◆ Aim of the exercise:
Which lines in the data below contain the word "point"? Copy each of them.

Collection entries
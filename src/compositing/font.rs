use std::fs;
use std::path::{Path, PathBuf};

use rusttype::{point, Font, PositionedGlyph, Scale};

use crate::error::{MemeError, Result};

/// Bold display faces tried in order when no font path is configured.
const SYSTEM_FONT_CANDIDATES: &[&str] = &[
    "/usr/share/fonts/truetype/msttcorefonts/Impact.ttf",
    "/usr/share/fonts/truetype/msttcorefonts/impact.ttf",
    "/System/Library/Fonts/Supplemental/Impact.ttf",
    "/Library/Fonts/Impact.ttf",
    "C:\\Windows\\Fonts\\impact.ttf",
    "/usr/share/fonts/truetype/dejavu/DejaVuSans-Bold.ttf",
    "/usr/share/fonts/TTF/DejaVuSans-Bold.ttf",
    "/usr/share/fonts/dejavu-sans-fonts/DejaVuSans-Bold.ttf",
    "/usr/share/fonts/dejavu/DejaVuSans-Bold.ttf",
    "/usr/share/fonts/truetype/liberation/LiberationSans-Bold.ttf",
    "/usr/share/fonts/liberation-sans/LiberationSans-Bold.ttf",
    "/usr/share/fonts/truetype/freefont/FreeSansBold.ttf",
];

#[derive(Debug, Clone, Copy, PartialEq)]
pub struct TextMetrics {
    pub width: f32,
    pub ascent: f32,
    /// Negative: distance below the baseline.
    pub descent: f32,
}

pub struct MemeFont {
    font: Font<'static>,
    source: PathBuf,
}

impl MemeFont {
    pub fn from_bytes(bytes: Vec<u8>, source: impl Into<PathBuf>) -> Result<Self> {
        let source = source.into();
        let font = Font::try_from_vec(bytes).ok_or_else(|| {
            MemeError::ConfigError(format!("{} is not a usable font", source.display()))
        })?;
        Ok(Self { font, source })
    }

    pub fn load(path: &Path) -> Result<Self> {
        let bytes = fs::read(path).map_err(|e| {
            MemeError::ConfigError(format!("cannot read font {}: {}", path.display(), e))
        })?;
        Self::from_bytes(bytes, path)
    }

    /// Loads `configured` if given, otherwise the first installed system face.
    pub fn locate(configured: Option<&Path>) -> Result<Self> {
        if let Some(path) = configured {
            return Self::load(path);
        }
        SYSTEM_FONT_CANDIDATES
            .iter()
            .map(Path::new)
            .find(|path| path.is_file())
            .ok_or_else(|| {
                MemeError::ConfigError(
                    "no caption font found; set MEME_FONT_PATH to a .ttf file".into(),
                )
            })
            .and_then(Self::load)
    }

    pub fn source(&self) -> &Path {
        &self.source
    }

    pub fn measure(&self, text: &str, px: f32) -> TextMetrics {
        let scale = Scale::uniform(px);
        let v_metrics = self.font.v_metrics(scale);
        let width = self
            .font
            .layout(text, scale, point(0.0, 0.0))
            .last()
            .map(|glyph| glyph.position().x + glyph.unpositioned().h_metrics().advance_width)
            .unwrap_or(0.0);
        TextMetrics {
            width,
            ascent: v_metrics.ascent,
            descent: v_metrics.descent,
        }
    }

    /// Glyphs for one line of text starting at `(left, baseline)`, kerned.
    pub fn glyphs(&self, text: &str, px: f32, left: f32, baseline: f32) -> Vec<PositionedGlyph<'static>> {
        self.font
            .layout(text, Scale::uniform(px), point(left, baseline))
            .collect()
    }
}

impl std::fmt::Debug for MemeFont {
    fn fmt(&self, f: &mut std::fmt::Formatter<'_>) -> std::fmt::Result {
        f.debug_struct("MemeFont").field("source", &self.source).finish()
    }
}

/// Font for glyph tests. Without one the test is skipped locally and fails
/// when `CI` is set.
#[cfg(test)]
pub(crate) fn test_font() -> Option<MemeFont> {
    let configured = std::env::var_os("MEME_FONT_PATH");
    font_or_skip(
        MemeFont::locate(configured.as_deref().map(Path::new)),
        std::env::var_os("CI").is_some(),
    )
}

#[cfg(test)]
fn font_or_skip(located: Result<MemeFont>, required: bool) -> Option<MemeFont> {
    match located {
        Ok(font) => Some(font),
        Err(e) if required => panic!(
            "glyph tests need a font when CI is set: {}; install fonts-dejavu-core or set MEME_FONT_PATH",
            e
        ),
        Err(e) => {
            eprintln!("skipping glyph test: {}", e);
            None
        }
    }
}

◆ Exercise response:
use rusttype::{point, Font, PositionedGlyph, Scale};
            .layout(text, scale, point(0.0, 0.0))
            .layout(text, Scale::uniform(px), point(left, baseline))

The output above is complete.